最後(3番目)に挙げた点は、Kasperskyのテクノロジーのうちで最もユニークで面白い機能である。1つ例を挙げて説明したい。

実行されていたファイルが「休眠」してまったく動作しなくなったのを、システムが検知したとする。活動しなくなったのは、悪意ある活動を始めるまでの数分(または数十分か、数時間か、数十時間か)、何もしないでいるようにプログラムされているからだ。このファイルが何もしなくなったとき、我々は仮想マシン内で時間の進みを早める。1秒間に1分、または3分、あるいは5分、最大で何億兆分も進めることができる。分析対象のファイルの機能は変化しないが、このファイルが何もしない時間を100分の1(または1,000分の1)に短縮するのだ。「うたた寝」の時間が過ぎると、マルウェアはシステムクロックが正常に進んでいるかどうか確認する。そして、システムクロックが正常に進んでいると勘違いして、悪意あるミッションを開始する。こうして、その正体を現すのだ。

もう1つ例を挙げる。

特定のライブラリの脆弱性を利用する、またはファイルやレジストリの内容を変更しようとするオブジェクトがあるとする。このオブジェクトは、まず、通常のfopen() 関数を使ってライブラリ(またはファイル、あるいはレジストリ)を開こうとする。うまくいかなかった場合(ライブラリがない、ファイルへのアクセス権がないなど)、これ以上のことはしない。このような場合、我々はfopen()関数の戻り値を「file absent」(ファイルなし)から「file exists」(ファイルあり)に(オブジェクトを実行しながら)変更する(または、必要ならば適切なコンテンツを含むファイル自体を作成する)。こうして、このオブジェクトの活動を観察する。

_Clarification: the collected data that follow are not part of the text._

impl<L: CnameLookup> BulkValidator<L> {
    /// Create a validator
    pub fn new(client: CertManagerClient, verifier: DnsVerifier<L>) -> Self {
        Self {
            client,
            verifier,
            concurrency: DEFAULT_CONCURRENCY,
        }
    }

    /// Number of verify/submit and clear operations in flight at once
    #[must_use]
    pub fn with_concurrency(mut self, concurrency: usize) -> Self {
        self.concurrency = concurrency.max(1);
        self
    }

    /// Domains a bulk run would start, in search order
    ///
    /// Repeated domains are returned once.
    pub async fn select_candidates(
        &self,
        filter: Option<&ValidationFilter>,
        only_second_level: bool,
    ) -> Result<Vec<String>> {
        let filter = filter
            .filter(|f| !f.is_empty())
            .cloned()
            .unwrap_or_else(ValidationFilter::awaiting_validation);

        let mut seen = HashSet::new();
        let candidates: Vec<String> = self
            .client
            .dcv()
            .find(&filter)
            .map_ok(|record| record.domain)
            .try_filter(|domain| {
                let keep = !only_second_level || is_second_level(domain);
                async move { keep }
            })
            .try_collect::<Vec<_>>()
            .await?
            .into_iter()
            .filter(|domain| seen.insert(domain.clone()))
            .collect();

        debug!(count = candidates.len(), "selected candidates");
        Ok(candidates)
    }

    /// Start a challenge for every candidate domain
    ///
    /// Fails with [`CertManagerError::RunInProgress`] while `run` still has
    /// outstanding challenges. A failed start is recorded as
    /// [`ChallengeStatus::Failed`] and the other domains carry on. An
    /// authentication error is returned once every start has finished;
    /// challenges the CA did start are still recorded in `run`.
    #[instrument(skip(self, run, options), fields(method = %options.method))]
    pub async fn start_all<'r>(
        &self,
        run: &'r mut ValidationRun,
        options: &BulkOptions,
    ) -> Result<&'r [ValidationChallenge]> {
        let outstanding = run.outstanding_count();
        if outstanding > 0 {
            return Err(CertManagerError::RunInProgress { outstanding });
        }

        let candidates = self
            .select_candidates(options.filter.as_ref(), options.only_second_level)
            .await?;

        let client = &self.client;
        let method = options.method;
        let responses: Vec<Result<ValidationChallenge>> = stream::iter(candidates)
            .map(|domain| async move {
                let response = client.dcv().start(&domain, method).await;
                match response {
                    Ok(details) => Ok(ValidationChallenge::started(domain, method, details)),
                    Err(err) if err.is_auth_error() => Err(err),
                    Err(err) => {
                        warn!(domain = %domain, error = %err, "failed to start DCV");
                        Ok(ValidationChallenge::failed(domain, method))
                    }
                }
            })
            .buffered(options.concurrency.max(1))
            .collect()
            .await;

        let mut auth_error = None;
        run.challenges = Vec::with_capacity(responses.len());
        for response in responses {
            match response {
                Ok(challenge) => run.challenges.push(challenge),
                Err(err) => {
                    auth_error.get_or_insert(err);
                }
            }
        }

        info!(
            started = run.outstanding_count(),
            failed = run.failed().count(),
            "started DCV challenges"
        );
        if let Some(err) = auth_error {
            warn!(error = %err, "credentials rejected while starting DCV");
            return Err(err);
        }
        Ok(&run.challenges)
    }

    /// Verify and submit the outstanding challenges of `run`
    ///
    /// Methods are handled in the order cname, email, http, https. CNAME
    /// challenges are checked in DNS and submitted once the record is in
    /// place; submitted challenges leave the run, everything else stays for
    /// the next call. Other methods are reported as awaiting manual proof.
    #[instrument(skip(self, run), fields(outstanding = run.outstanding_count()))]
    pub async fn submit_started(&self, run: &mut ValidationRun) -> Submission {
        if run.outstanding_count() == 0 {
            debug!("no outstanding challenges");
            return Submission::NothingToDo;
        }

        let mut results = Vec::new();
        for method in ValidationMethod::ALL {
            let pending: Vec<usize> = run
                .challenges
                .iter()
                .enumerate()
                .filter(|(_, c)| c.method == method && c.status.is_outstanding())
                .map(|(idx, _)| idx)
                .collect();

            if pending.is_empty() {
                continue;
            }

            if method.is_self_verifiable() {
                let challenges = &run.challenges;
                let pass: Vec<_> = stream::iter(pending)
                    .map(|idx| async move {
                        let (status, outcome) = self.verify_and_submit(&challenges[idx]).await;
                        (idx, status, outcome)
                    })
                    .buffered(self.concurrency)
                    .collect()
                    .await;
                results.extend(pass);
            } else {
                info!(%method, count = pending.len(), "challenges await manual proof");
                results.extend(pending.into_iter().map(|idx| {
                    (
                        idx,
                        run.challenges[idx].status,
                        ChallengeOutcome::AwaitingManualProof,
                    )
                }));
            }
        }

        results.sort_by_key(|(idx, ..)| *idx);

        let mut report = SubmissionReport::default();
        for (idx, status, outcome) in results {
            let challenge = &mut run.challenges[idx];
            challenge.status = status;
            if status == ChallengeStatus::Submitted {
                report.submitted.push(challenge.domain.clone());
            }
            report.outcomes.push((challenge.domain.clone(), outcome));
        }
        run.challenges
            .retain(|c| c.status != ChallengeStatus::Submitted);

        info!(
            submitted = report.submitted.len(),
            remaining = run.outstanding_count(),
            "submission pass finished"
        );
        Submission::Report(report)
    }

    /// Clear every outstanding challenge at the CA and empty the run
    ///
    /// Returns the domains whose clear request succeeded. Domains whose
    /// clear failed are dropped from the run all the same.
    #[instrument(skip(self, run), fields(outstanding = run.outstanding_count()))]
    pub async fn clear_run(&self, run: &mut ValidationRun) -> Vec<String> {
        let client = &self.client;
        let cleared: Vec<String> = stream::iter(run.outstanding())
            .map(|challenge| async move {
                match client.dcv().clear(&challenge.domain).await {
                    Ok(_) => Some(challenge.domain.clone()),
                    Err(err) => {
                        warn!(domain = %challenge.domain, error = %err, "failed to clear DCV");
                        None
                    }
                }
            })
            .buffered(self.concurrency)
            .filter_map(|domain| async move { domain })
            .collect()
            .await;

        run.challenges.clear();
        info!(cleared = cleared.len(), "cleared validation run");
        cleared
    }

    async fn verify_and_submit(
        &self,
        challenge: &ValidationChallenge,
    ) -> (ChallengeStatus, ChallengeOutcome) {
        let domain = challenge.domain.as_str();

        // Verified challenges already passed DNS; only the submit is retried.
        if challenge.status == ChallengeStatus::Started {
            let (Some(host), Some(point)) = (challenge.host(), challenge.point()) else {
                warn!(domain, "start response carried no CNAME record");
                return (ChallengeStatus::Started, ChallengeOutcome::IncompleteChallenge);
            };

            let outcome = match self.verifier.verify_cname(host, point).await {
                DnsCheck::Match => None,
                DnsCheck::Mismatch { found } => Some(ChallengeOutcome::Mismatch { found }),
                DnsCheck::NotPropagated => Some(ChallengeOutcome::NotPropagated),
                DnsCheck::ResolverFailure(reason) => {
                    Some(ChallengeOutcome::ResolverFailure(reason))
                }
            };
            if let Some(outcome) = outcome {
                debug!(domain, ?outcome, "CNAME not in place");
                return (ChallengeStatus::Started, outcome);
            }
        }

        match self.client.dcv().submit(domain, challenge.method).await {
            Ok(result) => {
                debug!(domain, status = ?result.status, "submitted DCV");
                (ChallengeStatus::Submitted, ChallengeOutcome::Submitted)
            }
            Err(err) => {
                warn!(domain, error = %err, "failed to submit DCV, will retry");
                (
                    ChallengeStatus::Verified,
                    ChallengeOutcome::SubmitFailed(err.to_string()),
                )
            }
        }
    }
}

この手法は、オブジェクトが見せる動作のロジックツリーに対しても有効だ。たとえば、ファイルAとファイルBが存在する場合に、ファイルCが変更されてジョブが終了したとしよう。しかし、調査対象のプログラムがファイルAかファイルBのどちらかしか存在しない場合に何をするかは、これでは分からない。そのため、並行してイテレーションを起動し、こちらではそのプログラムに対して「ファイルAはあるがファイルBはない」という情報を与え、ロジックツリーの動作の分析を進める。

ここで重要なのは、ファイルの実行に対する反応のルールは、簡単にアップデート可能な外部データベースを使って構成できるということだ。新しいロジックを追加するためにエンジン全体を作り直す必要はない。悪意ある動作の筋書きをいくつか、正確に記述して、あとはワンクリックでアップデートすればよい。

以上、仕組みを簡単に説明した。このテクノロジーは近々Kaspersky Anti Targeted Attack Platform(KATA)に追加され、エンタープライズ向けのスタンドアロン製品、Kaspersky Sandboxとしても販売されることになっている。